Alliance v. Yin, Unpublished Decision (6-13-2005)

2005 Ohio 2989
CourtOhio Court of Appeals
DecidedJune 13, 2005
DocketNo. 2004CA00239.
StatusUnpublished
Cited by2 cases

This text of 2005 Ohio 2989 (Alliance v. Yin, Unpublished Decision (6-13-2005)) is published on Counsel Stack Legal Research, covering Ohio Court of Appeals primary law. Counsel Stack provides free access to over 12 million legal documents including statutes, case law, regulations, and constitutions.

Bluebook
Alliance v. Yin, Unpublished Decision (6-13-2005), 2005 Ohio 2989 (Ohio Ct. App. 2005).

Opinion

OPINION
{¶ 1} Appellant Liangwu Yin appeals his conviction, in the Alliance Municipal Court, for one count of petty theft. The following facts give rise to this appeal.

{¶ 2} On January 7, 2004, Officer Lloyd Sampson, from the Alliance Police Department, arrested appellant for petty theft. The incident occurred at the Marc's Discount Store in Alliance. According to Melanie Medure, an employee in the security field, she observed appellant repeatedly hunch and squat, in the aisles of the store, for extended periods of time. Ms. Medure also observed appellant place a product price sticker, on his finger, and then place the sticker on the shopping cart. Ms. Medure followed appellant through the store as he removed and/or switched price stickers from retail items. Eventually, appellant moved to the other end of the store, from where he began shopping, and removed from his cart those items from which he had removed the price stickers.

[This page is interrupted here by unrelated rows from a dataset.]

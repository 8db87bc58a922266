//! End-to-end persistence pipeline
//!
//! points → mutual reachability → filtration → boundary matrix →
//! reduction → persistence pairs and barcode

use log::info;
use ndarray::Array2;

use crate::config::PersistenceConfig;
use crate::error::Result;
use crate::metric::{mutual_reachability, DistanceMatrix};
use crate::topology::{
    assemble, extract, reduce, Barcode, BoundaryMatrix, FilteredComplex, FiltrationBuilder,
    PersistencePair, ReducedMatrix,
};

/// Everything computed for one point cloud.
#[derive(Debug, Clone)]
pub struct PersistenceOutput {
    pub complex: FilteredComplex,
    pub boundary: BoundaryMatrix,
    /// Dimension of every column of `boundary`
    pub dimensions: Vec<usize>,
    pub reduced: ReducedMatrix,
    pub pairs: Vec<PersistencePair>,
    pub barcode: Barcode,
}

/// Runs the full computation with one configuration.
#[derive(Debug, Clone, Default)]
pub struct PersistencePipeline {
    config: PersistenceConfig,
}

impl PersistencePipeline {
    pub fn new(config: PersistenceConfig) -> Self {
        Self { config }
    }

    pub fn config(&self) -> &PersistenceConfig {
        &self.config
    }

    /// Persistence of a point cloud (one point per row) under the mutual
    /// reachability metric.
    pub fn fit(&self, points: &Array2<f64>) -> Result<PersistenceOutput> {
        self.config.validate()?;
        info!(
            "Fitting {} points in {} dimensions (k={}, max_dimension={})",
            points.nrows(),
            points.ncols(),
            self.config.k,
            self.config.max_dimension
        );
        let distances = mutual_reachability(points, self.config.k)?;
        self.run(&distances)
    }

    /// Persistence of a precomputed distance matrix.
    pub fn fit_distances(&self, distances: DistanceMatrix) -> Result<PersistenceOutput> {
        self.config.validate()?;
        info!(
            "Fitting precomputed {}x{} distance matrix (max_dimension={})",
            distances.n_points(),
            distances.n_points(),
            self.config.max_dimension
        );
        self.run(&distances)
    }

    fn run(&self, distances: &DistanceMatrix) -> Result<PersistenceOutput> {
        let mut builder = FiltrationBuilder::new(self.config.max_dimension);
        if let Some(limit) = self.config.max_simplices {
            builder = builder.with_max_simplices(limit);
        }
        let complex = builder.build(distances)?;

        let (boundary, dimensions) = assemble(&complex)?;
        let reduced = reduce(boundary.clone());

        let birth_values = complex.birth_values();
        let pairing = extract(&reduced, &dimensions, Some(&birth_values))?;
        let barcode = pairing.barcode.unwrap_or_default();

        info!(
            "Persistence: {} pairs, {} essential",
            pairing.pairs.len(),
            pairing.pairs.iter().filter(|p| p.is_essential()).count()
        );

        Ok(PersistenceOutput {
            complex,
            boundary,
            dimensions,
            reduced,
            pairs: pairing.pairs,
            barcode,
        })
    }
}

{¶ 3} Thereafter, appellant proceeded to the check-out line where he paid, for the retail items, with the price stickers he had placed upon them. Appellant switched the Dr. Scholl's item from $9.96 to $3.89; the corkscrew from $1.49 to 2/.99¢; and a pair of gloves from $4.99 to $2.99. Prior to appellant leaving the store, Ms. Medure asked another Marc's employee, Julie Griffin, to observe her as she stopped appellant. Subsequently, Ms. Medure stopped appellant and asked him to return to the store with her. At Ms. Medure's request, Julie Griffin went back to the stationery department, of the store, where she retrieved the retail items that appellant had removed from his shopping cart.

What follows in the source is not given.